Ebenfalls erhältlich, aber relativ selten, waren:

  • DBASIC – Interpretiertes BASIC mit Double-Precision-Arithmetik
  • RPG – Kompiliert ein RPG II-Programm (nicht virtuell)
  • SPL – Kompiliert ein SPL-Programm
  • VRPG – Kompiliert ein RPG II-Programm (virtuell)

Skripting

Spätere Versionen von PRIMOS enthielten eine Skriptsprache , CPL (Command Processing Language), die ESRI als Grundlage für seine plattformunabhängigen Skriptsprachen AML (für ArcInfo ) und SML ( PC-ARC/INFO ) verwendet.

Dies war ein Schritt über das hinaus, was bereits verfügbar war über:

  • COMI – Befehlseingabe (.COMI-Dateityp)
  • COMO – Kommandoausgabe – ähnlich einer Batch-Log-Datei, aber auch interaktiv nutzbar

PHANTOME vs.
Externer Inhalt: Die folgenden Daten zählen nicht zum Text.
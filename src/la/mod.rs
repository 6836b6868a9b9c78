// Level-ancestor strategies (C4 common interface, SPEC_FULL.md §4.4.4).
//
// `get_anc(x, k)` answers "walk `k` heavy edges forward from `x`", which is
// exactly a level-ancestor query on the heavy-only tree rooted at the sink
// (`heavy_child[x]` is that tree's parent pointer). Every strategy below
// implements this one query differently; `HeavyTree`/`HeavyTreePos` in
// `crate::query` are generic over the trait and don't care which.

mod bp;
mod doubling;
mod hpd;
mod memo;
mod naive;
mod tree;

pub use bp::BpLa;
pub use doubling::DoublingLa;
pub use hpd::HpdLa;
pub use memo::MemoLa;
pub use naive::NaiveLa;
pub(crate) use tree::HeavyOnlyTree;

use crate::heavy::HeavyDecomposition;
use crate::ids::NodeIndex;

/// Answers level-ancestor queries against the heavy-only tree of a
/// `HeavyDecomposition`. `x` and the returned node are expressed in
/// whatever id space this strategy uses internally; callers that hold a
/// renumbering (see `BuildLevelAncestor`) are responsible for translating
/// their own ids into that space first.
pub trait LevelAncestor {
    /// The node reached by following `k` heavy edges forward from `x`.
    /// `k` must not exceed the number of heavy edges between `x` and the
    /// sink; callers (the C4 query structures) never ask for more.
    fn get_anc(&self, x: NodeIndex, k: u32) -> NodeIndex;

    fn num_bytes(&self) -> u64;
}

/// Strategies that renumber states (to make heavy paths contiguous, or to
/// lay out a balanced-parenthesis sequence) return the permutation so the
/// caller can apply it uniformly to every other per-state array: light
/// edges, `source`, `sink`, `head`, `pos` (SPEC_FULL.md §9 open question).
///
/// `perm[old.index()]` is the new id for the state that used to be `old`.
/// Strategies that don't renumber (`NaiveLa`, `DoublingLa`, `MemoLa`) return
/// `None`.
pub trait BuildLevelAncestor: LevelAncestor + Sized {
    fn build(decomp: &HeavyDecomposition) -> (Self, Option<Vec<NodeIndex>>);
}

/// Apply a renumbering permutation to every array a `HeavyTree`/`HeavyTreePos`
/// builder threads through: light-edge tables (whose values are old ids),
/// and any other per-state `NodeIndex`-indexed/valued array.
pub(crate) fn permute_node_index(perm: &[NodeIndex], old: NodeIndex) -> NodeIndex {
    if old.is_end() {
        old
    } else {
        perm[old.index()]
    }
}

/// Reindex a per-state array from old id order into new id order, i.e.
/// `out[perm[i]] = arr[i]` for every old id `i`.
pub(crate) fn reindex<T: Clone>(perm: &[NodeIndex], arr: &[T]) -> Vec<T> {
    let mut out = arr.to_vec();
    for (old, value) in arr.iter().enumerate() {
        out[perm[old].index()] = value.clone();
    }
    out
}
JOBS

"Phantoms" waren eine Form von unbeaufsichtigten Hintergrundprozessen, die sofort im Hintergrund zu laufen begannen, wenn sie durch den PHANTOM-Befehl initiiert wurden. "Herkömmliche" Batch-Jobs wurden über den JOB-Befehl angestoßen, inklusive der Möglichkeit, diese für einen bestimmten Zeitpunkt einzuplanen.

Vernetzung

Die Hauptangebote von Primes, die jeweils einen bestimmten Bedarf abdecken, waren:

  • PRIMENET
  • RINGNETZ
  • RJE

PRIMENET

Die PRIMENET-Software von Prime wurde entwickelt, um "transparenten Zugriff auf jedes System im Netzwerk zu ermöglichen, ohne den Benutzer mit zusätzlichen Befehlen zu belasten". Mit PRIMENET kann ein Benutzer auf System A auf Dateien auf System B zugreifen, als ob er auf System A wäre, oder sich sogar mit dem Befehl RLOGIN (Remote Login) bei einem anderen System anmelden.

RINGNETZ

Es wurde ein ähnliches Timing wie PRIMENET veröffentlicht und ermöglichte Hochgeschwindigkeits- Local Area Networking .

RJE

2780/3790-Emulation war enthalten.

Primix

1985 wurde Primes Portierung des UNIX-Systems V von AT&T , Primix genannt, mit Primos Release 19.4.2 verfügbar, das modifiziert wurde, um Unix-Funktionen zu enthalten. Es existierte parallel zu PRIMOS und ermöglichte den Benutzern, hin und her zu wechseln.